Lifelong tissue memory relies on spatially organised dedicated progenitors located distally from the injury

It is believed epithelial cells that have participated in a wound repair elicit a more efficient but locally restricted response to future injuries. However here we show that the cell adaptation resulting from a localised tissue damage has a wide spatial impact at a scale not previously noticed. We demonstrate that away from injured site, after a first injury a specific epithelial stem cell population gives rise to long term wound-memory progenitors residing in their own niche of origin. Notably these progenitors have not taken part in the first wound healing but become pre-activated through priming. This adaptation differs from classical features of trained immunity previously shown to be adopted by other epithelial stem cells. Our newly identified wound-distal memory cells display a cell-autonomous transcriptional pre-activated state leading to an enhanced wound repair ability that can be partially recapitulated through epigenetic perturbation even in absence of an injury.
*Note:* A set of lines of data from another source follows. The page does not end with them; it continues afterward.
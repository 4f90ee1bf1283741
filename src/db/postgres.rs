use async_trait::async_trait;
use chrono::NaiveDate;
use rust_decimal::prelude::ToPrimitive;
use rust_decimal::Decimal;
use sqlx::postgres::{PgPoolOptions, PgRow};
use sqlx::{PgPool, Row};
use uuid::Uuid;

use crate::models::{
    DailyBar, Instrument, Signal, SignalType, Stage, WeeklyBar, WeeklyOhlcv,
};
use crate::settings::DatabaseSettings;
use crate::store::{MarketStore, SignalStore, WeeklyStore};
use crate::{Error, Result};

/// Postgres-backed store for instruments, bars and signals
pub struct PostgresStore {
    pool: PgPool,
}

impl PostgresStore {
    /// Connect to Postgres
    pub async fn connect(settings: &DatabaseSettings) -> Result<Self> {
        let pool = PgPoolOptions::new()
            .max_connections(settings.max_connections)
            .connect(&settings.url)
            .await?;

        tracing::info!("Connected to Postgres at {}", redact(&settings.url));

        Ok(Self { pool })
    }

    /// Apply pending migrations from `migrations/`
    pub async fn migrate(&self) -> Result<()> {
        sqlx::migrate!("./migrations").run(&self.pool).await?;
        tracing::info!("✓ Migrations applied");
        Ok(())
    }

    /// Insert an instrument or refresh its name, returning it
    pub async fn upsert_instrument(&self, symbol: &str, name: Option<&str>) -> Result<Instrument> {
        let row = sqlx::query(
            r#"
            INSERT INTO instruments (symbol, name)
            VALUES ($1, $2)
            ON CONFLICT (symbol) DO UPDATE SET
                name = COALESCE(EXCLUDED.name, instruments.name)
            RETURNING id, symbol, name, active
            "#,
        )
        .bind(symbol)
        .bind(name)
        .fetch_one(&self.pool)
        .await?;

        Ok(instrument_from_row(&row))
    }

    /// Store daily bars, replacing bars with the same date
    pub async fn insert_daily_bars(&self, instrument_id: i64, bars: &[DailyBar]) -> Result<()> {
        let mut tx = self.pool.begin().await?;

        for bar in bars {
            sqlx::query(
                r#"
                INSERT INTO daily_bars (instrument_id, date, open, high, low, close, volume)
                VALUES ($1, $2, $3, $4, $5, $6, $7)
                ON CONFLICT (instrument_id, date) DO UPDATE SET
                    open = EXCLUDED.open,
                    high = EXCLUDED.high,
                    low = EXCLUDED.low,
                    close = EXCLUDED.close,
                    volume = EXCLUDED.volume
                "#,
            )
            .bind(instrument_id)
            .bind(bar.date)
            .bind(bar.open)
            .bind(bar.high)
            .bind(bar.low)
            .bind(bar.close)
            .bind(bar.volume)
            .execute(&mut *tx)
            .await?;
        }

        tx.commit().await?;
        tracing::debug!("Stored {} daily bars for instrument {}", bars.len(), instrument_id);
        Ok(())
    }

    /// Delete every row (testing only)
    #[cfg(test)]
    pub async fn clear_all(&self) -> Result<()> {
        sqlx::query("TRUNCATE signals, weekly_bars, daily_bars, instruments RESTART IDENTITY CASCADE")
            .execute(&self.pool)
            .await?;
        Ok(())
    }

    async fn update_column(
        &self,
        sql: &str,
        instrument_id: i64,
        values: &[(NaiveDate, Option<f64>)],
    ) -> Result<()> {
        let mut tx = self.pool.begin().await?;

        for (week_end, value) in values {
            sqlx::query(sql)
                .bind(instrument_id)
                .bind(week_end)
                .bind(value)
                .execute(&mut *tx)
                .await?;
        }

        tx.commit().await?;
        Ok(())
    }
}

#[async_trait]
impl MarketStore for PostgresStore {
    async fn active_instruments(&self) -> Result<Vec<Instrument>> {
        let rows = sqlx::query(
            "SELECT id, symbol, name, active FROM instruments WHERE active = TRUE ORDER BY id ASC",
        )
        .fetch_all(&self.pool)
        .await?;

        Ok(rows.iter().map(instrument_from_row).collect())
    }

    async fn find_instrument(&self, symbol: &str) -> Result<Option<Instrument>> {
        let row = sqlx::query(
            "SELECT id, symbol, name, active FROM instruments WHERE UPPER(symbol) = UPPER($1)",
        )
        .bind(symbol)
        .fetch_optional(&self.pool)
        .await?;

        Ok(row.as_ref().map(instrument_from_row))
    }

    async fn load_daily_bars(
        &self,
        instrument_id: i64,
        from: NaiveDate,
        to: NaiveDate,
    ) -> Result<Vec<DailyBar>> {
        let rows = sqlx::query(
            r#"
            SELECT date, open, high, low, close, volume
            FROM daily_bars
            WHERE instrument_id = $1 AND date BETWEEN $2 AND $3
            ORDER BY date ASC
            "#,
        )
        .bind(instrument_id)
        .bind(from)
        .bind(to)
        .fetch_all(&self.pool)
        .await?;

        rows.iter()
            .map(|row| {
                Ok(DailyBar {
                    date: row.get("date"),
                    open: to_f64(row.get("open"))?,
                    high: to_f64(row.get("high"))?,
                    low: to_f64(row.get("low"))?,
                    close: to_f64(row.get("close"))?,
                    volume: row.get("volume"),
                })
            })
            .collect()
    }

    async fn first_daily_date(&self, instrument_id: i64) -> Result<Option<NaiveDate>> {
        let row = sqlx::query("SELECT MIN(date) AS first_date FROM daily_bars WHERE instrument_id = $1")
            .bind(instrument_id)
            .fetch_one(&self.pool)
            .await?;

        Ok(row.get("first_date"))
    }
}

#[async_trait]
impl WeeklyStore for PostgresStore {
    async fn load_weekly_bars(&self, instrument_id: i64) -> Result<Vec<WeeklyBar>> {
        let rows = sqlx::query(
            r#"
            SELECT instrument_id, week_end_date, open, high, low, close, volume,
                   trend_indicator, trend_slope, stage
            FROM weekly_bars
            WHERE instrument_id = $1
            ORDER BY week_end_date ASC
            "#,
        )
        .bind(instrument_id)
        .fetch_all(&self.pool)
        .await?;

        rows.iter().map(weekly_from_row).collect()
    }

    async fn upsert_weekly_ohlcv(
        &self,
        instrument_id: i64,
        weeks: &[(NaiveDate, WeeklyOhlcv)],
    ) -> Result<()> {
        let mut tx = self.pool.begin().await?;

        for (week_end, ohlcv) in weeks {
            sqlx::query(
                r#"
                INSERT INTO weekly_bars (instrument_id, week_end_date, open, high, low, close, volume)
                VALUES ($1, $2, $3, $4, $5, $6, $7)
                ON CONFLICT (instrument_id, week_end_date) DO UPDATE SET
                    open = EXCLUDED.open,
                    high = EXCLUDED.high,
                    low = EXCLUDED.low,
                    close = EXCLUDED.close,
                    volume = EXCLUDED.volume,
                    updated_at = NOW()
                "#,
            )
            .bind(instrument_id)
            .bind(week_end)
            .bind(ohlcv.open)
            .bind(ohlcv.high)
            .bind(ohlcv.low)
            .bind(ohlcv.close)
            .bind(ohlcv.volume)
            .execute(&mut *tx)
            .await?;
        }

        tx.commit().await?;
        tracing::debug!("Upserted {} weekly bars for instrument {}", weeks.len(), instrument_id);
        Ok(())
    }

    async fn update_trend_indicators(
        &self,
        instrument_id: i64,
        values: &[(NaiveDate, Option<f64>)],
    ) -> Result<()> {
        self.update_column(
            "UPDATE weekly_bars SET trend_indicator = $3, updated_at = NOW() \
             WHERE instrument_id = $1 AND week_end_date = $2",
            instrument_id,
            values,
        )
        .await
    }

    async fn update_trend_slopes(
        &self,
        instrument_id: i64,
        values: &[(NaiveDate, Option<f64>)],
    ) -> Result<()> {
        self.update_column(
            "UPDATE weekly_bars SET trend_slope = $3, updated_at = NOW() \
             WHERE instrument_id = $1 AND week_end_date = $2",
            instrument_id,
            values,
        )
        .await
    }

    async fn update_stages(&self, instrument_id: i64, values: &[(NaiveDate, Stage)]) -> Result<()> {
        let mut tx = self.pool.begin().await?;

        for (week_end, stage) in values {
            sqlx::query(
                "UPDATE weekly_bars SET stage = $3, updated_at = NOW() \
                 WHERE instrument_id = $1 AND week_end_date = $2",
            )
            .bind(instrument_id)
            .bind(week_end)
            .bind(stage.number())
            .execute(&mut *tx)
            .await?;
        }

        tx.commit().await?;
        Ok(())
    }

    async fn latest_weekly_bars(&self) -> Result<Vec<WeeklyBar>> {
        let rows = sqlx::query(
            r#"
            SELECT DISTINCT ON (instrument_id)
                   instrument_id, week_end_date, open, high, low, close, volume,
                   trend_indicator, trend_slope, stage
            FROM weekly_bars
            ORDER BY instrument_id, week_end_date DESC
            "#,
        )
        .fetch_all(&self.pool)
        .await?;

        rows.iter().map(weekly_from_row).collect()
    }
}

const INSERT_SIGNAL: &str = r#"
    INSERT INTO signals (
        id, instrument_id, signal_date, signal_type, stage_from, stage_to,
        price, trend_indicator, notified
    )
    VALUES ($1, $2, $3, $4, $5, $6, $7, $8, $9)
    ON CONFLICT (instrument_id, signal_date, signal_type) DO NOTHING
"#;

const SELECT_SIGNALS: &str = r#"
    SELECT id, instrument_id, signal_date, signal_type, stage_from, stage_to,
           price, trend_indicator, notified
    FROM signals
"#;

fn bind_signal<'q>(
    query: sqlx::query::Query<'q, sqlx::Postgres, sqlx::postgres::PgArguments>,
    signal: &'q Signal,
) -> sqlx::query::Query<'q, sqlx::Postgres, sqlx::postgres::PgArguments> {
    query
        .bind(signal.id)
        .bind(signal.instrument_id)
        .bind(signal.date)
        .bind(signal.signal_type.as_str())
        .bind(signal.stage_from.number())
        .bind(signal.stage_to.number())
        .bind(signal.price)
        .bind(signal.trend_indicator)
        .bind(signal.notified)
}

#[async_trait]
impl SignalStore for PostgresStore {
    async fn insert_signal_if_absent(&self, signal: &Signal) -> Result<bool> {
        let result = bind_signal(sqlx::query(INSERT_SIGNAL), signal)
            .execute(&self.pool)
            .await?;

        Ok(result.rows_affected() == 1)
    }

    async fn insert_signals(&self, signals: &[Signal]) -> Result<usize> {
        let mut tx = self.pool.begin().await?;
        let mut created = 0;

        for signal in signals {
            let result = bind_signal(sqlx::query(INSERT_SIGNAL), signal)
                .execute(&mut *tx)
                .await?;
            if result.rows_affected() == 1 {
                created += 1;
            }
        }

        tx.commit().await?;
        Ok(created)
    }

    async fn load_signals(&self, instrument_id: i64) -> Result<Vec<Signal>> {
        let rows = sqlx::query(&format!(
            "{} WHERE instrument_id = $1 ORDER BY signal_date ASC, signal_type ASC",
            SELECT_SIGNALS
        ))
        .bind(instrument_id)
        .fetch_all(&self.pool)
        .await?;

        rows.iter().map(signal_from_row).collect()
    }

    async fn recent_signals(
        &self,
        since: NaiveDate,
        signal_type: Option<SignalType>,
    ) -> Result<Vec<Signal>> {
        let rows = sqlx::query(&format!(
            "{} WHERE signal_date >= $1 AND ($2::TEXT IS NULL OR signal_type = $2) \
             ORDER BY signal_date DESC",
            SELECT_SIGNALS
        ))
        .bind(since)
        .bind(signal_type.map(|t| t.as_str()))
        .fetch_all(&self.pool)
        .await?;

        rows.iter().map(signal_from_row).collect()
    }

    async fn unnotified_signals(&self) -> Result<Vec<Signal>> {
        let rows = sqlx::query(&format!(
            "{} WHERE notified = FALSE ORDER BY signal_date DESC",
            SELECT_SIGNALS
        ))
        .fetch_all(&self.pool)
        .await?;

        rows.iter().map(signal_from_row).collect()
    }

    async fn mark_notified(&self, ids: &[Uuid]) -> Result<u64> {
        let result = sqlx::query("UPDATE signals SET notified = TRUE WHERE id = ANY($1) AND notified = FALSE")
            .bind(ids)
            .execute(&self.pool)
            .await?;

        Ok(result.rows_affected())
    }
}

fn instrument_from_row(row: &PgRow) -> Instrument {
    Instrument {
        id: row.get("id"),
        symbol: row.get("symbol"),
        name: row.get("name"),
        active: row.get("active"),
    }
}

fn weekly_from_row(row: &PgRow) -> Result<WeeklyBar> {
    let trend_indicator: Option<Decimal> = row.get("trend_indicator");
    let trend_slope: Option<Decimal> = row.get("trend_slope");
    let stage: Option<i16> = row.get("stage");

    Ok(WeeklyBar {
        instrument_id: row.get("instrument_id"),
        week_end_date: row.get("week_end_date"),
        open: to_f64(row.get("open"))?,
        high: to_f64(row.get("high"))?,
        low: to_f64(row.get("low"))?,
        close: to_f64(row.get("close"))?,
        volume: row.get("volume"),
        trend_indicator: trend_indicator.map(to_f64).transpose()?,
        trend_slope: trend_slope.map(to_f64).transpose()?,
        stage: stage.map(to_stage).transpose()?,
    })
}

fn signal_from_row(row: &PgRow) -> Result<Signal> {
    let signal_type: String = row.get("signal_type");
    let trend_indicator: Option<Decimal> = row.get("trend_indicator");

    Ok(Signal {
        id: row.get("id"),
        instrument_id: row.get("instrument_id"),
        date: row.get("signal_date"),
        signal_type: signal_type.parse()?,
        stage_from: to_stage(row.get("stage_from"))?,
        stage_to: to_stage(row.get("stage_to"))?,
        price: to_f64(row.get("price"))?,
        trend_indicator: trend_indicator.map(to_f64).transpose()?,
        notified: row.get("notified"),
    })
}

fn to_f64(value: Decimal) -> Result<f64> {
    value
        .to_f64()
        .ok_or_else(|| Error::InvalidData(format!("NUMERIC out of f64 range: {}", value)))
}

fn to_stage(value: i16) -> Result<Stage> {
    Stage::from_number(value).ok_or_else(|| Error::InvalidData(format!("Invalid stage: {}", value)))
}

/// Hide the password part of a connection URL for logging
fn redact(url: &str) -> String {
    match (url.find("://"), url.rfind('@')) {
        (Some(scheme), Some(at)) if at > scheme => {
            let credentials = &url[scheme + 3..at];
            match credentials.find(':') {
                Some(colon) => format!("{}{}:***{}", &url[..scheme + 3], &credentials[..colon], &url[at..]),
                None => url.to_string(),
            }
        }
        _ => url.to_string(),
    }
}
Importantly, the harmful consequences of wound repair, such as exacerbated tumorigenesis, occur within these primed cells and follow their spatial distribution. Overall, we show that sub-organ scale adaptation of an injury relies on spatially organised and memory-dedicated progenitors, characterised by an epigenetic actionable cell state, that predisposes to tumour onset. ### Competing Interest Statement The authors have declared no competing interest.